> What you need to do
Wherever the string "rows" shows up in the data below, copy the whole line.

**** Provided records ****

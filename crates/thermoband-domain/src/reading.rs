use chrono::{DateTime, Utc};
use serde::{Deserialize, Serialize};

/// Immutable temperature reading, produced only by successful ingestion.
///
/// `patient_id` is null for readings reported while the device was
/// registered but unassigned; those carry no patient attribution.
#[derive(Debug, Clone, PartialEq, Serialize, Deserialize)]
pub struct Reading {
    pub reading_id: i64,
    pub patient_id: Option<String>,
    pub temperature: f64,
    pub recorded_at: DateTime<Utc>,
}

/// Input for persisting a new reading. The repository stamps `recorded_at`.
#[derive(Debug, Clone)]
pub struct NewReading {
    pub patient_id: Option<String>,
    pub temperature: f64,
}
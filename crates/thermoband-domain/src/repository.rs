use async_trait::async_trait;

use crate::binding::{CreateBindingInput, DeviceBinding};
use crate::error::DomainResult;
use crate::patient::{CreatePatientInput, Patient};
use crate::reading::{NewReading, Reading};

/// Repository trait for binding storage operations.
/// Infrastructure layer (e.g., thermoband-postgres) implements this trait.
/// Each operation maps to a single atomic statement against the store.
#[cfg_attr(test, mockall::automock)]
#[async_trait]
pub trait BindingRepository: Send + Sync {
    /// Create a binding in the unassigned pool. Fails with
    /// `DeviceAlreadyRegistered` when a row for the mac already exists.
    async fn create_binding(&self, input: CreateBindingInput) -> DomainResult<DeviceBinding>;

    /// Get a binding by hardware address.
    async fn get_binding(&self, mac_address: &str) -> DomainResult<Option<DeviceBinding>>;

    /// Atomically assign a patient to a currently-unassigned binding.
    /// Returns false when no row matched (missing or already assigned).
    async fn claim_for_patient(&self, mac_address: &str, patient_id: &str) -> DomainResult<bool>;

    /// Update the advisory sampling interval. Returns false when no row
    /// matched the mac.
    async fn set_interval(&self, mac_address: &str, interval_seconds: i32) -> DomainResult<bool>;

    /// Flag or unflag a pending reset. Returns false when no row matched.
    async fn set_reset_requested(&self, mac_address: &str, requested: bool) -> DomainResult<bool>;

    /// Return the binding to the unassigned pool: null the patient link and
    /// clear the reset flag. Returns false when no row matched.
    async fn clear_assignment(&self, mac_address: &str) -> DomainResult<bool>;

    /// Null out the patient link on any binding referencing the patient.
    /// Returns the number of bindings detached.
    async fn detach_patient(&self, patient_id: &str) -> DomainResult<u64>;

    /// List all bindings with no patient assigned.
    async fn list_unassigned(&self) -> DomainResult<Vec<DeviceBinding>>;

    /// Find the binding currently assigned to a patient, if any.
    async fn find_by_patient(&self, patient_id: &str) -> DomainResult<Option<DeviceBinding>>;
}

/// Repository trait for patient storage operations.
#[cfg_attr(test, mockall::automock)]
#[async_trait]
pub trait PatientRepository: Send + Sync {
    /// Create a new patient.
    async fn create_patient(&self, input: CreatePatientInput) -> DomainResult<Patient>;

    /// Get a patient by ID.
    async fn get_patient(&self, patient_id: &str) -> DomainResult<Option<Patient>>;

    /// List all patients owned by a user.
    async fn list_patients(&self, user_id: &str) -> DomainResult<Vec<Patient>>;

    /// Delete a patient row. Returns false when no row matched.
    async fn delete_patient(&self, patient_id: &str) -> DomainResult<bool>;
}

/// Repository trait for the append-only reading log.
#[cfg_attr(test, mockall::automock)]
#[async_trait]
pub trait ReadingRepository: Send + Sync {
    /// Append a reading, stamping the record time.
    async fn insert_reading(&self, input: NewReading) -> DomainResult<Reading>;

    /// List a patient's readings, most recent first.
    async fn list_readings_for_patient(&self, patient_id: &str) -> DomainResult<Vec<Reading>>;

    /// Purge all readings attributed to a patient. Returns the number of
    /// rows removed.
    async fn delete_readings_for_patient(&self, patient_id: &str) -> DomainResult<u64>;
}
use axum::{
    http::StatusCode,
    response::{IntoResponse, Response},
    Json,
};

use thermoband_domain::DomainError;

use crate::dto::ErrorResponse;

/// API error type
#[derive(Debug)]
pub struct ApiError {
    pub status: StatusCode,
    pub message: String,
}

impl ApiError {
    pub fn new(status: StatusCode, message: impl Into<String>) -> Self {
        ApiError {
            status,
            message: message.into(),
        }
    }

    pub fn unauthorized(message: impl Into<String>) -> Self {
        Self::new(StatusCode::UNAUTHORIZED, message)
    }

    pub fn conflict(message: impl Into<String>) -> Self {
        Self::new(StatusCode::CONFLICT, message)
    }
}

/// Translate a domain error to the HTTP status it surfaces as.
impl From<DomainError> for ApiError {
    fn from(error: DomainError) -> Self {
        let status = match &error {
            DomainError::ValidationError(_) | DomainError::InvalidInterval(_) => {
                StatusCode::BAD_REQUEST
            }
            DomainError::InvalidToken(_) => StatusCode::UNAUTHORIZED,
            DomainError::PermissionDenied(_) => StatusCode::FORBIDDEN,
            DomainError::DeviceNotRegistered(_)
            | DomainError::DeviceNotFound(_)
            | DomainError::PatientNotFound(_) => StatusCode::NOT_FOUND,
            DomainError::DeviceAlreadyRegistered(_) | DomainError::DeviceAlreadyAssigned(_) => {
                StatusCode::CONFLICT
            }
            DomainError::RateLimited(_) => StatusCode::TOO_MANY_REQUESTS,
            DomainError::RepositoryError(_) => StatusCode::INTERNAL_SERVER_ERROR,
        };

        ApiError {
            status,
            message: error.to_string(),
        }
    }
}

impl IntoResponse for ApiError {
    fn into_response(self) -> Response {
        let body = Json(ErrorResponse {
            error: self.message,
        });
        (self.status, body).into_response()
    }
}

impl std::fmt::Display for ApiError {
    fn fmt(&self, f: &mut std::fmt::Formatter<'_>) -> std::fmt::Result {
        write!(f, "API Error {}: {}", self.status, self.message)
    }
}

impl std::error::Error for ApiError {}
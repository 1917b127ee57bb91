use std::net::SocketAddr;
use std::sync::Arc;

use axum::routing::{get, post};
use axum::{Json, Router};
use tokio_util::sync::CancellationToken;
use tower_http::cors::CorsLayer;
use tower_http::trace::TraceLayer;
use tracing::info;

use thermoband_domain::{BindingService, IngestionService, PatientService};

use crate::auth::AuthTokenProvider;
use crate::dto::MessageResponse;
use crate::{binding_handler, patient_handler, telemetry_handler};

/// Application state shared across handlers
pub struct AppState {
    pub ingestion: Arc<IngestionService>,
    pub bindings: Arc<BindingService>,
    pub patients: Arc<PatientService>,
    pub auth: Arc<dyn AuthTokenProvider>,
    /// Shared secret expected from device firmware; None disables the check.
    pub device_api_key: Option<String>,
}

async fn health() -> Json<MessageResponse> {
    Json(MessageResponse {
        message: "Health Monitoring Backend API is running".to_string(),
    })
}

/// Create the REST API router
pub fn create_router(state: Arc<AppState>) -> Router {
    Router::new()
        .route("/health", get(health))
        // Device-facing endpoints (API key, no user token)
        .route("/esp32/temperature", post(telemetry_handler::ingest_reading))
        .route(
            "/esp32/register-device",
            post(telemetry_handler::register_device),
        )
        .route("/esp32/add-patient", post(telemetry_handler::add_patient))
        // Clinical endpoints (bearer token)
        .route(
            "/patients",
            post(patient_handler::create_patient).get(patient_handler::list_patients),
        )
        .route(
            "/patients/{patient_id}",
            get(patient_handler::get_patient).delete(patient_handler::delete_patient),
        )
        .route(
            "/patients/{patient_id}/readings",
            get(patient_handler::patient_readings),
        )
        .route(
            "/patients/{patient_id}/device",
            get(patient_handler::patient_device),
        )
        .route("/devices/assign", post(binding_handler::assign_device))
        .route("/devices/reset", post(binding_handler::request_reset))
        .route("/devices/interval", post(binding_handler::set_interval))
        .route("/devices/unassigned", get(binding_handler::list_unassigned))
        // Middleware
        .layer(TraceLayer::new_for_http())
        .layer(CorsLayer::permissive())
        .with_state(state)
}

/// Serve the router until the shutdown token fires.
pub async fn serve(
    router: Router,
    addr: SocketAddr,
    shutdown: CancellationToken,
) -> anyhow::Result<()> {
    let listener = tokio::net::TcpListener::bind(addr).await?;
    info!(addr = %addr, "HTTP server listening");

    axum::serve(listener, router)
        .with_graceful_shutdown(async move { shutdown.cancelled().await })
        .await?;

    info!("HTTP server stopped");
    Ok(())
}
use std::sync::Arc;

use garde::Validate;
use tracing::{debug, info, instrument};

use crate::binding::{CreateBindingInput, DeviceBinding, RegisterDeviceOutcome};
use crate::error::{DomainError, DomainResult};
use crate::repository::{BindingRepository, PatientRepository};
use crate::validate::validate_struct;

/// Service request for claiming a device into a user's pool
#[derive(Debug, Clone, Validate)]
pub struct RegisterDeviceRequest {
    #[garde(skip)] // user_id resolved by the auth layer
    pub user_id: String,
    #[garde(length(min = 1))]
    pub mac_address: String,
}

/// Service request for assigning a device to a patient
#[derive(Debug, Clone, Validate)]
pub struct AssignDeviceRequest {
    #[garde(skip)]
    pub user_id: String,
    #[garde(length(min = 1))]
    pub patient_id: String,
    #[garde(length(min = 1))]
    pub mac_address: String,
}

/// Service request for flagging a deferred reset
#[derive(Debug, Clone, Validate)]
pub struct RequestResetRequest {
    #[garde(length(min = 1))]
    pub mac_address: String,
}

/// Service request for tuning the advisory sampling interval
#[derive(Debug, Clone, Validate)]
pub struct SetIntervalRequest {
    #[garde(length(min = 1))]
    pub mac_address: String,
    #[garde(skip)] // checked separately so the error maps to InvalidInterval
    pub interval_seconds: i32,
}

/// Binding lifecycle service: register, assign, reset-request, interval,
/// unassigned pool queries. Mutates the same rows the ingestion pipeline
/// reads; every mutation is a single atomic statement in the store.
pub struct BindingService {
    binding_repository: Arc<dyn BindingRepository>,
    patient_repository: Arc<dyn PatientRepository>,
}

****

> Solution to the exercise
    /// rows removed.
/// unassigned pool queries. Mutates the same rows the ingestion pipeline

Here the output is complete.